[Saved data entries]
***
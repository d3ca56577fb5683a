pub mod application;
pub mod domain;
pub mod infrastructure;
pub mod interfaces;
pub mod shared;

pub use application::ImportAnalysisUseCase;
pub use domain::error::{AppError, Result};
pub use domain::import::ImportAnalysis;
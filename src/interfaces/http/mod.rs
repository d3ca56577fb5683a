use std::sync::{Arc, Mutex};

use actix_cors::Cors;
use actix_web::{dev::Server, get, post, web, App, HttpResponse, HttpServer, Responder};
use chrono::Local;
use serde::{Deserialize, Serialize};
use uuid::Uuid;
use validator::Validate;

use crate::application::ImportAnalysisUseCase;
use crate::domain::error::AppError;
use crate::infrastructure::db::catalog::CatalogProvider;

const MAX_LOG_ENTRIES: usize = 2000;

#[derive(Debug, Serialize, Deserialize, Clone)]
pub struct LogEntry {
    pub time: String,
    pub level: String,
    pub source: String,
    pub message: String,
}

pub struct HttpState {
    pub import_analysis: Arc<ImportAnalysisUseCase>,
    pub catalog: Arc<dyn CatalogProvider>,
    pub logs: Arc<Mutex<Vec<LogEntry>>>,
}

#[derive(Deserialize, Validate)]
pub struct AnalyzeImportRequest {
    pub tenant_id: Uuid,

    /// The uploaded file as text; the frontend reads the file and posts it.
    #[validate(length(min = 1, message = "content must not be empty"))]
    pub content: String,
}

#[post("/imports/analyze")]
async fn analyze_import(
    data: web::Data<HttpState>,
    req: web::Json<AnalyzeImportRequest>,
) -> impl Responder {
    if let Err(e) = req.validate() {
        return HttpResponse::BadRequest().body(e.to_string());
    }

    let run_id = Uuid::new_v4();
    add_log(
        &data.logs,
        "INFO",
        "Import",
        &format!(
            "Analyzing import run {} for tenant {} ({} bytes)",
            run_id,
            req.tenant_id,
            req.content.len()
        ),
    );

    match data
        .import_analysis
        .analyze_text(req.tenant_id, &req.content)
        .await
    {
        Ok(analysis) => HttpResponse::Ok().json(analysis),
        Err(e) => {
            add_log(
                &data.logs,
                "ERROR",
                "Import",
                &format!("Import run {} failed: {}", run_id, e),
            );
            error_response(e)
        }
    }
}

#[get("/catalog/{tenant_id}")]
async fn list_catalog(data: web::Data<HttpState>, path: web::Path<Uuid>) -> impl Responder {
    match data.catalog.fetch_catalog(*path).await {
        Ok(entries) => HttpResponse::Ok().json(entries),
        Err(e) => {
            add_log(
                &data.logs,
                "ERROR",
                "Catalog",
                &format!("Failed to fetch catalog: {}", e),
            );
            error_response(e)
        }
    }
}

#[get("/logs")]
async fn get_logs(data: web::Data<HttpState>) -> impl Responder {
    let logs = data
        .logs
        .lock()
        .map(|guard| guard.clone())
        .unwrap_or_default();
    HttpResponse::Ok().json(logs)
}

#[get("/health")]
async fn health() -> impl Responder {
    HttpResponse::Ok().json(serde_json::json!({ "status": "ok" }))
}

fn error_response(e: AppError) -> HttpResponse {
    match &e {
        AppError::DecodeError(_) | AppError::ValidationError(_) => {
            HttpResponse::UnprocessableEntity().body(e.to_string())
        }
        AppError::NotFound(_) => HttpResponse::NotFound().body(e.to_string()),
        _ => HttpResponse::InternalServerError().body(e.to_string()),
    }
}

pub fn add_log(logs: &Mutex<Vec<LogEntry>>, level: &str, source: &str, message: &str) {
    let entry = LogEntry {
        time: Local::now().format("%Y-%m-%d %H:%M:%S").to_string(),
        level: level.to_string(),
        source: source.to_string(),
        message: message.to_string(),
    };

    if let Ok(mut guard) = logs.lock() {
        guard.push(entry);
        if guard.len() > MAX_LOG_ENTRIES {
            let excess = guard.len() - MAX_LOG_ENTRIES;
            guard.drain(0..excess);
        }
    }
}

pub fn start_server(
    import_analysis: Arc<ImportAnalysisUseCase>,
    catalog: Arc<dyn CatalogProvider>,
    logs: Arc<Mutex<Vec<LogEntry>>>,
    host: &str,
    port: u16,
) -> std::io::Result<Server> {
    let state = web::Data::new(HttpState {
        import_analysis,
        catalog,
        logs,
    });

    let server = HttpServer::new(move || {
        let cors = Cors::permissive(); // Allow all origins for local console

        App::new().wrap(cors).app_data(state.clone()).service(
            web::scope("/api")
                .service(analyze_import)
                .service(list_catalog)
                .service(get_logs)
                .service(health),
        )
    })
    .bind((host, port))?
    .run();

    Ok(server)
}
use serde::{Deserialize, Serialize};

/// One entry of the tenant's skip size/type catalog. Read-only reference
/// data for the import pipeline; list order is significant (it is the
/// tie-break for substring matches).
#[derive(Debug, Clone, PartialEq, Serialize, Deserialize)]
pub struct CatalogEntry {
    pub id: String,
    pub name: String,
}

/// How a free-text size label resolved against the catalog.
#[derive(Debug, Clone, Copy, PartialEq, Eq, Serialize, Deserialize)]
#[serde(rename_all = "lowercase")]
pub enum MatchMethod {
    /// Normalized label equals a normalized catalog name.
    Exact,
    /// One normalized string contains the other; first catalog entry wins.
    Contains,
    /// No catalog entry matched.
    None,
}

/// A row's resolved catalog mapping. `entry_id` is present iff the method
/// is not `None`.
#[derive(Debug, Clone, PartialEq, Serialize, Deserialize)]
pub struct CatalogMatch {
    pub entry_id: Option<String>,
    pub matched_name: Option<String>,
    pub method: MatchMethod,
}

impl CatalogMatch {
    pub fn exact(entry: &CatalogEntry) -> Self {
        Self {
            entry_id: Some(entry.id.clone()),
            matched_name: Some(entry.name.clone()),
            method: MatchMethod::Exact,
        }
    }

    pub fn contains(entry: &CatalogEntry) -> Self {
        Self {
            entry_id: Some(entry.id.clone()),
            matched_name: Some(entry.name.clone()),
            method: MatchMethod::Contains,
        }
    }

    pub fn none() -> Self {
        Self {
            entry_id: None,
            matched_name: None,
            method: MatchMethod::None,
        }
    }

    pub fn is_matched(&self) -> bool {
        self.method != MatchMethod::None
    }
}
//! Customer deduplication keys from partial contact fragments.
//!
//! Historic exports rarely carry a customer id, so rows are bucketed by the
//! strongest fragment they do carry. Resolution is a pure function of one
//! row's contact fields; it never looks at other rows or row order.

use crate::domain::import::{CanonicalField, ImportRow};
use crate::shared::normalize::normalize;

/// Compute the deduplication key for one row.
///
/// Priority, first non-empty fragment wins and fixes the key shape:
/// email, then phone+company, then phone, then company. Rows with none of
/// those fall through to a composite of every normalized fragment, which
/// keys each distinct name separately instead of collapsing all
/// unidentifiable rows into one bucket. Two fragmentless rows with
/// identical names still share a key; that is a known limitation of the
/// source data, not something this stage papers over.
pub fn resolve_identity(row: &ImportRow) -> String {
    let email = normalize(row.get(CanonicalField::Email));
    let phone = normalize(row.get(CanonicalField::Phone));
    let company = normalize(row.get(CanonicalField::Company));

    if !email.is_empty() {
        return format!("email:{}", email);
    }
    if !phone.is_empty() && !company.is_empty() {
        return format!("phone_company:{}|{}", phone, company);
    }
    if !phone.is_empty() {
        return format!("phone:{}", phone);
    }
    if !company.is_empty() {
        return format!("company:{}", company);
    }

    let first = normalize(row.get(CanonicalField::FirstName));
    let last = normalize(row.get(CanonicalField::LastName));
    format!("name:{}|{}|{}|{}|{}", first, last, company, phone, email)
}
***
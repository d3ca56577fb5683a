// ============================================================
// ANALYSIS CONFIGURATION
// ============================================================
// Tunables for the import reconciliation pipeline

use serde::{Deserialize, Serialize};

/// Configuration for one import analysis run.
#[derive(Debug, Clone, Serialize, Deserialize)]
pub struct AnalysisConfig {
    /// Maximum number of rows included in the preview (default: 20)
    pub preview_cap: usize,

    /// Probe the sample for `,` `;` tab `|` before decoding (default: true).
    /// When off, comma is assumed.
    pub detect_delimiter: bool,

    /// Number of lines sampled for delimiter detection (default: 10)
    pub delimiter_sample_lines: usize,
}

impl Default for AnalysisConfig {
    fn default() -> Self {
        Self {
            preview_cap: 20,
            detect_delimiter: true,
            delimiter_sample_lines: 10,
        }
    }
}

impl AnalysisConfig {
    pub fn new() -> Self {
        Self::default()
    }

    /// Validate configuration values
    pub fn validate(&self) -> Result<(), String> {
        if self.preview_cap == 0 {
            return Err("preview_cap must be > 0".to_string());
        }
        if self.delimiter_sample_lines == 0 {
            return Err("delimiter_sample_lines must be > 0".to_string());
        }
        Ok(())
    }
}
***
WHAT YOU SHOULD DO:
Copy out the lines of the data where the string "path" occurs.

EXERCISE OUTPUT:
async fn list_catalog(data: web::Data<HttpState>, path: web::Path<Uuid>) -> impl Responder {
    match data.catalog.fetch_catalog(*path).await {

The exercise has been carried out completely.